I have the following problem and I am a bit stuck.
Let $G$ be a finite group acting on $X$. We first consider the case that $X=G/H$ where $H$ is a subgroup of $G$. Here we consider the natural action $$G\times G/H \rightarrow G/ H,\,\,(g,xH)\mapsto gxH.$$ We additionally introduce the following quantity $$E=\{(g,k)\in G\times G\mid k^{-1}gk\in H\}.$$ Then we have the following two functions $p_1,p_2:E\rightarrow G$ with $p_1(g,k)=g$ and $p_2(g,k)=k$. I have just shown that $p_2$ is surjective, that there is a bijection from $p_2^{-1}(k)$ to $kHk^{-1}$ and that $\text{card}(E)=\text{card}(H)\cdot \text{card}(G)$. Now I have also shown that there is a bijection between $p_1^{-1}$ and $F_g=\{k\in G\mid g(kH)=kH\}=\{k\in G\mid kH\in (G/H)^g\}$. I also know that $\text{card}(F_g)=\text{card}((G/H)^g)\cdot \text{card}(H)$. I only need to show that $$\text{card}(E)=\sum_{g\in G} \text{card}((G/H)^g)\cdot \text{card}(H).$$
I somehow don't see the point. Could someone help me here? Thanks a lot!

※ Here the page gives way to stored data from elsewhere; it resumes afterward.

//! Coordinate Cache Port
//!
//! Defines the interface for remembering resolution outcomes and
//! counting cache traffic.

use crate::domain::entities::{CacheEntry, CacheKey, CacheStats};

/// Store for resolved coordinates and the counters describing its use.
///
/// Entries are append-only for the lifetime of the store. Counters only
/// ever grow, and every snapshot satisfies
/// `total_requests == cache_hits + cache_misses`.
pub trait CoordinateCache: Send + Sync {
    /// Look up a previously stored outcome.
    fn lookup(&self, key: &CacheKey) -> Option<CacheEntry>;

    /// Remember the outcome for a key (including `Unresolved`).
    fn store(&self, key: CacheKey, entry: CacheEntry);

    /// Count a request answered from the cache.
    fn record_hit(&self);

    /// Count a request the cache could not answer.
    fn record_miss(&self);

    /// Count an outbound geocoding call.
    fn record_api_call(&self);

    /// Consistent snapshot of size and counters.
    fn stats(&self) -> CacheStats;

    /// Number of stored keys.
    fn len(&self) -> usize;

    fn is_empty(&self) -> bool {
        self.len() == 0
    }

    /// Drop every entry. Only used at teardown; counters are kept.
    fn clear(&self);
}
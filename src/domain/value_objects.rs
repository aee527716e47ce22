//! Value Objects - Immutable domain primitives
//!
//! Value objects are identified by their value rather than identity.
//! They are immutable and can be freely shared.

use serde::{Deserialize, Serialize};
use std::fmt;

/// ISO 3166-1 alpha-2 country code, always uppercase.
///
/// Construction goes through [`CountryCode::parse`], so a value of this type
/// is guaranteed to be exactly two ASCII letters.
#[derive(Debug, Clone, PartialEq, Eq, Hash, PartialOrd, Ord, Serialize, Deserialize)]
#[serde(try_from = "String", into = "String")]
pub struct CountryCode(String);

impl CountryCode {
    /// Parse a country code from provider or user input.
    ///
    /// Surrounding whitespace is ignored and the result is uppercased.
    /// Returns None unless the input is exactly two ASCII letters.
    ///
    /// # Examples
    /// ```
    /// use countries_visited::CountryCode;
    ///
    /// assert_eq!(CountryCode::parse(" fr ").unwrap().as_str(), "FR");
    /// assert!(CountryCode::parse("usa").is_none());
    /// ```
    pub fn parse(raw: &str) -> Option<Self> {
        let trimmed = raw.trim();
        if trimmed.len() != 2 || !trimmed.chars().all(|c| c.is_ascii_alphabetic()) {
            return None;
        }
        Some(Self(trimmed.to_ascii_uppercase()))
    }

    pub fn as_str(&self) -> &str {
        &self.0
    }

    /// Human readable country name, falling back to the code itself.
    pub fn display_name(&self) -> String {
        country_name(&self.0)
            .map(str::to_string)
            .unwrap_or_else(|| self.0.clone())
    }
}

impl fmt::Display for CountryCode {
    fn fmt(&self, f: &mut fmt::Formatter<'_>) -> fmt::Result {
        f.write_str(&self.0)
    }
}

impl TryFrom<String> for CountryCode {
    type Error = String;

    fn try_from(value: String) -> Result<Self, Self::Error> {
        Self::parse(&value).ok_or_else(|| format!("invalid country code: {value:?}"))
    }
}

impl From<CountryCode> for String {
    fn from(code: CountryCode) -> Self {
        code.0
    }
}

/// Map an uppercase country code to its display name.
///
/// The table covers the countries most commonly tracked; anything else
/// is displayed as its code.
pub fn country_name(code: &str) -> Option<&'static str> {
    let name = match code {
        "US" => "United States",
        "GB" => "United Kingdom",
        "DE" => "Germany",
        "FR" => "France",
        "ES" => "Spain",
        "IT" => "Italy",
        "RU" => "Russia",
        "CN" => "China",
        "JP" => "Japan",
        "AU" => "Australia",
        "CA" => "Canada",
        "BR" => "Brazil",
        "MX" => "Mexico",
        "IN" => "India",
        "KR" => "South Korea",
        "NL" => "Netherlands",
        "BE" => "Belgium",
        "CH" => "Switzerland",
        "AT" => "Austria",
        "PT" => "Portugal",
        "SE" => "Sweden",
        "NO" => "Norway",
        "FI" => "Finland",
        "DK" => "Denmark",
        "PL" => "Poland",
        "CZ" => "Czech Republic",
        "HU" => "Hungary",
        "GR" => "Greece",
        "TR" => "Turkey",
        "EG" => "Egypt",
        "ZA" => "South Africa",
        "AE" => "United Arab Emirates",
        "TH" => "Thailand",
        "SG" => "Singapore",
        "MY" => "Malaysia",
        "ID" => "Indonesia",
        "PH" => "Philippines",
        "VN" => "Vietnam",
        "NZ" => "New Zealand",
        "IL" => "Israel",
        "SA" => "Saudi Arabia",
        "QA" => "Qatar",
        "KW" => "Kuwait",
        _ => return None,
    };
    Some(name)
}

/// Whether a country detected at the person's current position joins the
/// visited set or is only reported as `current_country`.
#[derive(Debug, Clone, Copy, PartialEq, Eq, Serialize, Deserialize)]
pub enum CurrentCountryPolicy {
    /// The current country counts as visited.
    IncludeInVisited,
    /// The current country is shown but does not extend the visited set.
    DisplayOnly,
}

impl CurrentCountryPolicy {
    /// Parse a policy from its config string.
    pub fn from_str(s: &str) -> Self {
        match s.trim().to_lowercase().as_str() {
            "display" | "display_only" => Self::DisplayOnly,
            _ => Self::IncludeInVisited, // fallback
        }
    }

    pub fn as_str(&self) -> &'static str {
        match self {
            Self::IncludeInVisited => "include",
            Self::DisplayOnly => "display",
        }
    }
}

impl Default for CurrentCountryPolicy {
    fn default() -> Self {
        Self::IncludeInVisited
    }
}

impl fmt::Display for CurrentCountryPolicy {
    fn fmt(&self, f: &mut fmt::Formatter<'_>) -> fmt::Result {
        write!(f, "{}", self.as_str())
    }
}
//! countries-visited Library
//!
//! Resolves GPS coordinates to ISO country codes through a rate-limited,
//! cached reverse geocoder and aggregates a person's visited countries
//! from manual tags, location history and current position.
//!
//! ```
//! use countries_visited::CountryCode;
//!
//! let code = CountryCode::parse(" fr ").unwrap();
//! assert_eq!(code.as_str(), "FR");
//! assert_eq!(code.display_name(), "France");
//! ```

#![cfg_attr(coverage_nightly, feature(coverage_attribute))]

pub mod adapters;
pub mod application;
pub mod config;
pub mod domain;
pub mod infrastructure;

// Re-export commonly used types
pub use application::{
    AggregationSettings, CountriesVisitedService, ManualCountriesService, ResolutionService,
};
pub use config::load_config;
pub use domain::entities::{CacheStats, Coordinate, StateRecord, VisitedCountries};
pub use domain::ports::{
    CoordinateCache, GeocodeError, HistoryReader, ReverseGeocoder, StateError, StateReader,
    StateWriter,
};
pub use domain::services::CountryAggregator;
pub use domain::value_objects::{CountryCode, CurrentCountryPolicy};
pub use infrastructure::{RateLimiter, StatsPublisher, Subscription};
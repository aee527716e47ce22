mod coordinate_cache;
mod reverse_geocoder;
mod state_store;

pub use coordinate_cache::CoordinateCache;
pub use reverse_geocoder::{GeocodeError, ReverseGeocoder};
pub use state_store::{HistoryReader, StateError, StateReader, StateWriter};
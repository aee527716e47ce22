//! Application Layer
//!
//! Use cases orchestrating the domain through its ports.

pub mod countries_service;
pub mod manual_countries;
pub mod resolution_service;
pub mod sensors;

pub use countries_service::{AggregationSettings, CountriesVisitedService};
pub use manual_countries::ManualCountriesService;
pub use resolution_service::ResolutionService;
pub use sensors::{
    CacheStatisticsSensor, CountriesVisitedSensor, CountryVisitedSensor, VisitedAnywhereSensor,
};
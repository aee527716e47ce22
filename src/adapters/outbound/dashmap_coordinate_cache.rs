//! DashMap Coordinate Cache
//!
//! Implements CoordinateCache using DashMap for lock-free concurrent access.

use crate::domain::entities::{CacheEntry, CacheKey, CacheStats};
use crate::domain::ports::CoordinateCache;
use dashmap::DashMap;
use parking_lot::Mutex;

/// Raw cache counters.
///
/// Kept together behind one lock so a snapshot never observes a request
/// counted as total but not yet as hit or miss.
#[derive(Debug, Default, Clone, Copy)]
struct Counters {
    hits: u64,
    misses: u64,
    api_calls: u64,
}

/// DashMap-backed coordinate cache.
///
/// Entries are never evicted; the map lives as long as the process
/// (or until an explicit teardown calls `clear`).
pub struct DashMapCoordinateCache {
    entries: DashMap<CacheKey, CacheEntry>,
    counters: Mutex<Counters>,
}

impl DashMapCoordinateCache {
    /// Create an empty cache.
    pub fn new() -> Self {
        Self {
            entries: DashMap::new(),
            counters: Mutex::new(Counters::default()),
        }
    }
}

impl Default for DashMapCoordinateCache {
    fn default() -> Self {
        Self::new()
    }
}

impl CoordinateCache for DashMapCoordinateCache {
    fn lookup(&self, key: &CacheKey) -> Option<CacheEntry> {
        self.entries.get(key).map(|e| e.value().clone())
    }

    fn store(&self, key: CacheKey, entry: CacheEntry) {
        self.entries.insert(key, entry);
    }

    fn record_hit(&self) {
        self.counters.lock().hits += 1;
    }

    fn record_miss(&self) {
        self.counters.lock().misses += 1;
    }

    fn record_api_call(&self) {
        self.counters.lock().api_calls += 1;
    }

    fn stats(&self) -> CacheStats {
        let counters = *self.counters.lock();
        CacheStats::from_counters(
            self.entries.len(),
            counters.hits,
            counters.misses,
            counters.api_calls,
        )
    }

    fn len(&self) -> usize {
        self.entries.len()
    }

    fn clear(&self) {
        self.entries.clear();
    }
}
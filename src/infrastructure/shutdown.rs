//! Graceful Shutdown Handler
//!
//! Stops the recomputation loop on Ctrl+C / SIGTERM.

use std::sync::atomic::{AtomicBool, Ordering};
use std::sync::Arc;
use tokio::sync::watch;

/// Shutdown coordinator shared by the polling loop and signal handler.
#[derive(Clone)]
pub struct ShutdownController {
    /// Whether shutdown has been initiated
    shutdown_initiated: Arc<AtomicBool>,
    tx: Arc<watch::Sender<bool>>,
}

impl ShutdownController {
    pub fn new() -> Self {
        let (tx, _) = watch::channel(false);
        Self {
            shutdown_initiated: Arc::new(AtomicBool::new(false)),
            tx: Arc::new(tx),
        }
    }

    /// Initiate shutdown. Idempotent.
    pub fn shutdown(&self) {
        if !self.shutdown_initiated.swap(true, Ordering::SeqCst) {
            tracing::info!("initiating graceful shutdown");
            self.tx.send_replace(true);
        }
    }

    pub fn is_shutdown(&self) -> bool {
        self.shutdown_initiated.load(Ordering::SeqCst)
    }

    /// Resolve once shutdown has been initiated, including before the call.
    pub async fn wait(&self) {
        let mut rx = self.tx.subscribe();
        // Err only if the sender is gone, which cannot happen while self lives
        let _ = rx.wait_for(|stopped| *stopped).await;
    }
}

impl Default for ShutdownController {
    fn default() -> Self {
        Self::new()
    }
}

/// Wait for Ctrl+C or SIGTERM, then trigger the controller.
///
/// A handler that cannot be installed is logged and never fires.
#[cfg_attr(coverage_nightly, coverage(off))]
pub async fn shutdown_signal(controller: ShutdownController) {
    let ctrl_c = async {
        if let Err(e) = tokio::signal::ctrl_c().await {
            tracing::error!("failed to install Ctrl+C handler: {}", e);
            std::future::pending::<()>().await;
        }
    };

    #[cfg(unix)]
    let terminate = async {
        match tokio::signal::unix::signal(tokio::signal::unix::SignalKind::terminate()) {
            Ok(mut sig) => {
                sig.recv().await;
            }
            Err(e) => {
                tracing::error!("failed to install SIGTERM handler: {}", e);
                std::future::pending::<()>().await;
            }
        }
    };

    #[cfg(not(unix))]
    let terminate = std::future::pending::<()>();

    tokio::select! {
        _ = ctrl_c => {
            tracing::info!("received Ctrl+C, initiating shutdown");
        }
        _ = terminate => {
            tracing::info!("received SIGTERM, initiating shutdown");
        }
    }

    controller.shutdown();
}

Well, $$ \operatorname{card}(E) = \sum_{g \in G} \operatorname{card}(p_1^{-1}(g)) = \sum_{g \in G} \operatorname{card}(F_g) = \sum_{g \in G} \operatorname{card}((G / H)^g) \cdot \operatorname{card}(H) $$ by the work which you have already done. Presumably you did the same thing in order to show that $\operatorname{card}(E) = \operatorname{card}(G) \cdot \operatorname{card}(H)$.